Below are records; how many of their lines hold the string "that"? Reply with nothing but the number.
----- Input data
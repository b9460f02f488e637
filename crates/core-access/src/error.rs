//! Error types for core-access
//!
//! Every variant describes a problem with a policy table being *built*.
//! Permission queries never produce errors.

use crate::permission::{Action, Module};
use crate::role::Role;
use thiserror::Error;

/// Result type alias for policy construction
pub type Result<T> = core::result::Result<T, PolicyError>;

/// Errors that can occur while constructing or loading a policy table
#[derive(Debug, Error)]
pub enum PolicyError {
    /// A role lists the same module in more than one entry
    #[error("Module {module} appears more than once in the policy for role {role}")]
    DuplicateModule {
        /// Role whose policy is malformed
        role: Role,
        /// Module listed twice
        module: Module,
    },

    /// A role is granted a non-view action on a module it cannot view
    #[error("Role {role} is granted {action} on {module} without {module}:view")]
    MissingViewGrant {
        /// Role whose policy is malformed
        role: Role,
        /// Module lacking the view grant
        module: Module,
        /// First non-view action found on that module
        action: Action,
    },

    /// Configuration names a role outside the closed set
    #[error("Unknown role: {0}")]
    UnknownRole(String),

    /// Configuration names a module outside the closed set
    #[error("Unknown module: {0}")]
    UnknownModule(String),

    /// Configuration names an action outside the closed set
    #[error("Unknown action: {0}")]
    UnknownAction(String),

    /// Permission string is not of the form `module:action`
    #[error("Invalid permission '{0}': expected module:action")]
    InvalidPermission(String),

    /// TOML parsing error
    #[error("TOML parsing error: {0}")]
    Toml(#[from] toml::de::Error),

    /// Serialization error
    #[error("Serialization error: {0}")]
    Serialization(String),
}
use access_engine::{evaluate_request, AccessDecision, NavigationEntry};
use anyhow::Context;
use app_config::ClinicConfig;
use colored::*;
use std::path::Path;

/// Print the decision; a denial is an answer, not a failure
pub fn check(
    role: &str,
    module: &str,
    action: &str,
    config: Option<&Path>,
) -> anyhow::Result<()> {
    let config = ClinicConfig::resolve(config).context("Failed to load configuration")?;
    let decision = evaluate_request(&config.checker(), role, module, action);

    print!("{}", format_decision(&decision, role, module, action));
    Ok(())
}

pub fn menu(role: &str, config: Option<&Path>) -> anyhow::Result<()> {
    let config = ClinicConfig::resolve(config).context("Failed to load configuration")?;
    let items = config.navigation_filter().menu_items_for_role_str(role);

    print!("{}", format_menu(role, &items));
    Ok(())
}

fn format_decision(decision: &AccessDecision, role: &str, module: &str, action: &str) -> String {
    let verdict = if decision.allowed {
        "ALLOWED".green().bold()
    } else {
        "DENIED".red().bold()
    };

    let mut out = format!("{} {} {} {}\n", verdict, role, module, action);
    for reason in &decision.reasons {
        out.push_str(&format!("  {}\n", reason.dimmed()));
    }
    out
}

fn format_menu(role: &str, items: &[&NavigationEntry]) -> String {
    let mut out = format!("{} {}\n", "Navigation for role:".bold(), role);
    if items.is_empty() {
        out.push_str(&format!("  {}\n", "(no entries)".dimmed()));
    }
    for entry in items {
        out.push_str(&format!(
            "  {:<16} {:<20} {}\n",
            entry.icon, entry.label, entry.path
        ));
    }
    out
}

#[cfg(test)]
mod tests {
    use super::*;
    use std::io::Write;

    fn decision_text(role: &str, module: &str, action: &str) -> String {
        colored::control::set_override(false);
        let config = ClinicConfig::default();
        let decision = evaluate_request(&config.checker(), role, module, action);
        format_decision(&decision, role, module, action)
    }

    fn menu_paths(role: &str) -> Vec<String> {
        colored::control::set_override(false);
        let config = ClinicConfig::default();
        let items = config.navigation_filter().menu_items_for_role_str(role);
        format_menu(role, &items)
            .lines()
            .skip(1)
            .filter_map(|line| line.split_whitespace().last().map(str::to_string))
            .collect()
    }

    #[test]
    fn test_allowed_decision_text() {
        let text = decision_text("admin", "users", "delete");
        assert!(text.starts_with("ALLOWED admin users delete\n"), "{text}");
        assert!(text.contains("ALLOWED: admin may delete on users"), "{text}");
    }

    #[test]
    fn test_denied_decision_text() {
        let text = decision_text("patient", "users", "delete");
        assert!(text.starts_with("DENIED patient users delete\n"), "{text}");
        assert!(text.contains("role patient has no permissions on users"), "{text}");

        let text = decision_text("ghost-role", "dashboard", "view");
        assert!(text.starts_with("DENIED"), "{text}");
        assert!(text.contains("unknown role 'ghost-role'"), "{text}");
    }

    #[test]
    fn test_staff_menu_text() {
        assert_eq!(
            menu_paths("staff"),
            vec![
                "/dashboard",
                "/patients",
                "/appointments",
                "/billing",
                "/inventory",
                "/notifications",
                "/settings",
            ]
        );
    }

    #[test]
    fn test_unknown_role_menu_text() {
        colored::control::set_override(false);
        let text = format_menu("ghost-role", &[]);
        assert_eq!(text, "Navigation for role: ghost-role\n  (no entries)\n");
    }

    #[test]
    fn test_denied_check_is_not_an_error() {
        let mut file = tempfile::Builder::new().suffix(".toml").tempfile().unwrap();
        file.write_all(b"landing_path = \"/dashboard\"\n").unwrap();

        assert!(check("patient", "users", "delete", Some(file.path())).is_ok());
        assert!(menu("ghost-role", Some(file.path())).is_ok());
    }

    #[test]
    fn test_bad_config_is_an_error() {
        assert!(check("admin", "users", "delete", Some(Path::new("missing.toml"))).is_err());
    }
}
//! Fuzz target for ClinicConfig::from_toml_str

#![no_main]

use access_engine::MAX_NAVIGATION_ENTRIES;
use app_config::ClinicConfig;
use libfuzzer_sys::fuzz_target;

fuzz_target!(|data: &str| {
    if let Ok(config) = ClinicConfig::from_toml_str(data) {
        assert!(config.policy.validate().is_ok());
        assert!(config.navigation.len() <= MAX_NAVIGATION_ENTRIES);
        assert!(config.login_path.starts_with('/'));
        assert!(config.landing_path.starts_with('/'));
    }
});
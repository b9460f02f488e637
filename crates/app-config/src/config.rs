//! Clinic configuration: policy table, navigation and redirect paths
//!
//! Everything is optional in the file. Missing sections fall back to the
//! built-in clinic defaults:
//!
//! ```toml
//! login_path = "/login"
//! landing_path = "/dashboard"
//!
//! [[policy.roles.patient]]
//! module = "dashboard"
//! actions = ["view"]
//!
//! [[navigation]]
//! icon = "layout-dashboard"
//! label = "Dashboard"
//! path = "/dashboard"
//! ```

use crate::error::{ConfigError, Result};
use crate::parser::Format;
use access_engine::{
    unreachable_entries, NavigationEntry, NavigationFilter, NavigationMenu, RedirectTargets,
    RouteGate,
};
use core_access::{clinic_policy_table, PermissionChecker, PolicyTable};
use serde::{Deserialize, Serialize};
use std::io::Read;
use std::path::Path;

/// Environment variable naming the configuration file
pub const CONFIG_ENV_VAR: &str = "CLINIC_RBAC_CONFIG";

/// Maximum size of a configuration file in bytes
pub const MAX_CONFIG_BYTES: u64 = 1024 * 1024;

/// Loaded clinic configuration
#[derive(Debug, Clone, PartialEq, Eq, Serialize, Deserialize)]
#[serde(default, deny_unknown_fields)]
pub struct ClinicConfig {
    /// Role → policy table
    pub policy: PolicyTable,
    /// Master navigation list
    pub navigation: NavigationMenu,
    /// Where sessions without a role are sent
    pub login_path: String,
    /// Where roles outside a route's allow-list are sent
    pub landing_path: String,
}

impl Default for ClinicConfig {
    fn default() -> Self {
        Self {
            policy: clinic_policy_table(),
            navigation: NavigationMenu::clinic_default(),
            login_path: RedirectTargets::DEFAULT_LOGIN_PATH.to_string(),
            landing_path: RedirectTargets::DEFAULT_LANDING_PATH.to_string(),
        }
    }
}

impl ClinicConfig {
    /// Parse a TOML configuration document
    ///
    /// # Errors
    ///
    /// Returns an error if parsing fails or any section is invalid
    pub fn from_toml_str(input: &str) -> Result<Self> {
        let config: Self = toml::from_str(input)?;
        config.validate()?;
        Ok(config)
    }

    /// Parse a YAML configuration document
    ///
    /// # Errors
    ///
    /// Returns an error if parsing fails or any section is invalid
    pub fn from_yaml_str(input: &str) -> Result<Self> {
        let config: Self = serde_yaml::from_str(input)?;
        config.validate()?;
        Ok(config)
    }

    /// Load a configuration file, picking the format from its extension
    ///
    /// # Errors
    ///
    /// Returns an error if the file cannot be read, exceeds
    /// [`MAX_CONFIG_BYTES`], has an unknown extension, or is invalid
    pub fn load(path: &Path) -> Result<Self> {
        let format = Format::from_path(path)?;
        let input = read_limited(path)?;

        let config = match format {
            Format::Toml => Self::from_toml_str(&input)?,
            Format::Yaml => Self::from_yaml_str(&input)?,
        };

        tracing::info!(
            path = %path.display(),
            entries = config.policy.entry_count(),
            navigation = config.navigation.len(),
            "loaded clinic configuration"
        );
        config.warn_unreachable();
        Ok(config)
    }

    /// Load from `explicit`, else from `$CLINIC_RBAC_CONFIG`, else defaults
    ///
    /// # Errors
    ///
    /// Returns an error if a named file fails to load
    pub fn resolve(explicit: Option<&Path>) -> Result<Self> {
        if let Some(path) = explicit {
            return Self::load(path);
        }

        match std::env::var_os(CONFIG_ENV_VAR) {
            Some(path) if !path.is_empty() => Self::load(Path::new(&path)),
            _ => {
                tracing::debug!("no configuration file given, using built-in defaults");
                Ok(Self::default())
            }
        }
    }

    /// Permission checker over the configured table
    #[must_use]
    pub fn checker(&self) -> PermissionChecker<'_> {
        self.policy.checker()
    }

    /// Navigation filter over the configured menu and table
    #[must_use]
    pub fn navigation_filter(&self) -> NavigationFilter<'_, PermissionChecker<'_>> {
        NavigationFilter::new(&self.navigation, self.policy.checker())
    }

    /// Configured redirect paths
    #[must_use]
    pub fn redirect_targets(&self) -> RedirectTargets {
        RedirectTargets {
            login_path: self.login_path.clone(),
            landing_path: self.landing_path.clone(),
        }
    }

    /// Route gate using the configured redirect paths
    #[must_use]
    pub fn route_gate(&self) -> RouteGate {
        RouteGate::new().with_targets(self.redirect_targets())
    }

    /// Navigation entries no role can see, each logged as a warning
    pub fn warn_unreachable(&self) -> Vec<&NavigationEntry> {
        unreachable_entries(&self.navigation, &self.policy)
    }

    fn validate(&self) -> Result<()> {
        for (field, value) in [
            ("login_path", &self.login_path),
            ("landing_path", &self.landing_path),
        ] {
            if !value.starts_with('/') {
                return Err(ConfigError::InvalidPath {
                    field,
                    value: value.clone(),
                });
            }
        }
        Ok(())
    }
}

/// Load a bare policy table file, picking the parser from its extension
///
/// # Errors
///
/// Returns an error if the file cannot be read, exceeds
/// [`MAX_CONFIG_BYTES`], has an unknown extension, or is invalid
pub fn load_policy_table(path: &Path) -> Result<PolicyTable> {
    let parser = Format::from_path(path)?.parser();
    let input = read_limited(path)?;
    Ok(parser.parse(&input)?)
}

fn read_limited(path: &Path) -> Result<String> {
    let io_error = |source| ConfigError::Io {
        path: path.to_path_buf(),
        source,
    };

    let file = std::fs::File::open(path).map_err(io_error)?;
    let size = file.metadata().map_err(io_error)?.len();
    if size > MAX_CONFIG_BYTES {
        return Err(ConfigError::TooLarge {
            path: path.to_path_buf(),
            size,
            max: MAX_CONFIG_BYTES,
        });
    }

    let mut input = String::new();
    file.take(MAX_CONFIG_BYTES)
        .read_to_string(&mut input)
        .map_err(io_error)?;
    Ok(input)
}
use thiserror::Error;

/// Errors raised while building navigation data
#[derive(Debug, Clone, PartialEq, Eq, Error)]
pub enum EngineError {
    /// Master navigation list exceeds the allowed size
    #[error("Too many navigation entries: {count} (max {max})")]
    TooManyNavigationEntries {
        /// Number of entries supplied
        count: usize,
        /// Maximum allowed
        max: usize,
    },

    /// A navigation entry is malformed
    #[error("Invalid navigation entry #{index}: {reason}")]
    InvalidEntry {
        /// Zero-based position in the master list
        index: usize,
        /// What is wrong with it
        reason: String,
    },
}

/// Result type for engine operations
pub type Result<T> = std::result::Result<T, EngineError>;
//! Integration tests for policy domain types

use core_access::{
    clinic_policy_table, Action, Module, Permission, Policy, PolicyEntry, PolicyError,
    PolicyTable, Role,
};

#[test]
fn test_duplicate_actions_are_idempotent() {
    let once = PolicyEntry::new(Module::Billing, [Action::View, Action::Process]);
    let twice = PolicyEntry::new(
        Module::Billing,
        [Action::View, Action::Process, Action::Process, Action::View],
    );

    assert_eq!(once, twice);
    assert_eq!(twice.action_count(), 2);
    for action in Action::ALL {
        assert_eq!(once.allows(action), twice.allows(action));
    }
}

#[test]
fn test_missing_module_grants_nothing() {
    let table = clinic_policy_table();
    let policy = table.policy(Role::Patient);

    assert!(policy.entry(Module::Users).is_none());
    assert!(!table.checker().has_permission(Role::Patient, Module::Users, Action::View));
}

#[test]
fn test_table_is_total_over_roles() {
    let table = PolicyTable::empty();
    for role in Role::ALL {
        assert!(table.policy(role).is_empty());
    }
    assert_eq!(table.iter().count(), Role::ALL.len());
    assert_eq!(table.entry_count(), 0);
}

#[test]
fn test_table_new_fills_missing_roles() {
    let table = PolicyTable::new([(
        Role::Dentist,
        Policy::new(vec![PolicyEntry::new(Module::Charting, [Action::View])]),
    )])
    .unwrap();

    assert_eq!(table.policy(Role::Dentist).len(), 1);
    assert!(table.policy(Role::Admin).is_empty());
    assert!(table.policy(Role::Staff).is_empty());
    assert!(table.policy(Role::Patient).is_empty());
}

#[test]
fn test_duplicate_module_is_rejected() {
    let result = PolicyTable::new([(
        Role::Staff,
        Policy::new(vec![
            PolicyEntry::new(Module::Inventory, [Action::View]),
            PolicyEntry::new(Module::Billing, [Action::View]),
            PolicyEntry::new(Module::Inventory, [Action::View, Action::Manage]),
        ]),
    )]);

    assert!(matches!(
        result,
        Err(PolicyError::DuplicateModule {
            role: Role::Staff,
            module: Module::Inventory,
        })
    ));
}

#[test]
fn test_action_without_view_is_rejected() {
    let result = PolicyTable::new([(
        Role::Dentist,
        Policy::new(vec![PolicyEntry::new(
            Module::Inventory,
            [Action::Request, Action::Manage],
        )]),
    )]);

    match result {
        Err(PolicyError::MissingViewGrant {
            role,
            module,
            action,
        }) => {
            assert_eq!(role, Role::Dentist);
            assert_eq!(module, Module::Inventory);
            assert_eq!(action, Action::Manage);
        }
        other => panic!("Expected MissingViewGrant, got: {:?}", other),
    }
}

#[test]
fn test_entry_without_actions_is_valid() {
    let table = PolicyTable::new([(
        Role::Patient,
        Policy::new(vec![PolicyEntry::new(Module::Reports, [] as [Action; 0])]),
    )])
    .unwrap();

    assert_eq!(table.policy(Role::Patient).len(), 1);
}

#[test]
fn test_every_grant_implies_view_in_clinic_table() {
    let table = clinic_policy_table();
    let checker = table.checker();

    for (role, policy) in table.iter() {
        for entry in policy.entries() {
            for action in entry.actions() {
                if action != Action::View {
                    assert!(
                        checker.has_permission(role, entry.module(), Action::View),
                        "{role} may {action} {} but cannot view it",
                        entry.module()
                    );
                }
            }
        }
    }
}

#[test]
fn test_policy_modules_keep_declaration_order() {
    let policy = Policy::new(vec![
        PolicyEntry::new(Module::Settings, [Action::View]),
        PolicyEntry::new(Module::Dashboard, [Action::View]),
        PolicyEntry::new(Module::Billing, [Action::View]),
    ]);

    let modules: Vec<_> = policy.modules().collect();
    assert_eq!(
        modules,
        vec![Module::Settings, Module::Dashboard, Module::Billing]
    );
}

#[test]
fn test_is_granted_to_any() {
    let table = clinic_policy_table();

    assert!(table.is_granted_to_any(Permission::new(Module::Users, Action::Delete)));
    assert!(table.is_granted_to_any(Permission::view(Module::Charting)));
    assert!(!table.is_granted_to_any(Permission::new(Module::Dashboard, Action::Export)));
}

#[test]
fn test_staff_has_no_charting_reports_or_users() {
    let table = clinic_policy_table();
    let staff = table.policy(Role::Staff);

    assert!(staff.entry(Module::Charting).is_none());
    assert!(staff.entry(Module::Reports).is_none());
    assert!(staff.entry(Module::Users).is_none());
}
use core_access::{clinic_policy_table, Action, Module, PolicyTable, Role};
use criterion::{black_box, criterion_group, criterion_main, Criterion};

fn benchmark_permission_checks(c: &mut Criterion) {
    let table = clinic_policy_table();
    let checker = table.checker();

    c.bench_function("has_permission_granted", |b| {
        b.iter(|| {
            checker.has_permission(
                black_box(Role::Admin),
                black_box(Module::Settings),
                black_box(Action::Configure),
            )
        });
    });

    c.bench_function("has_permission_missing_module", |b| {
        b.iter(|| {
            checker.has_permission(
                black_box(Role::Patient),
                black_box(Module::Users),
                black_box(Action::Delete),
            )
        });
    });

    c.bench_function("has_permission_str_known", |b| {
        b.iter(|| {
            checker.has_permission_str(
                black_box("staff"),
                black_box("inventory"),
                black_box("manage"),
            )
        });
    });

    c.bench_function("has_permission_str_unknown_role", |b| {
        b.iter(|| {
            checker.has_permission_str(
                black_box("ghost-role"),
                black_box("dashboard"),
                black_box("view"),
            )
        });
    });

    c.bench_function("accessible_modules_admin", |b| {
        b.iter(|| checker.accessible_modules(black_box(Role::Admin)));
    });
}

fn benchmark_table_loading(c: &mut Criterion) {
    let exported = clinic_policy_table().to_toml().unwrap_or_default();

    c.bench_function("clinic_table_build", |b| {
        b.iter(clinic_policy_table);
    });

    c.bench_function("clinic_table_from_toml", |b| {
        b.iter(|| PolicyTable::from_toml(black_box(&exported)));
    });
}

criterion_group!(benches, benchmark_permission_checks, benchmark_table_loading);
criterion_main!(benches);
----------
**Your response**
2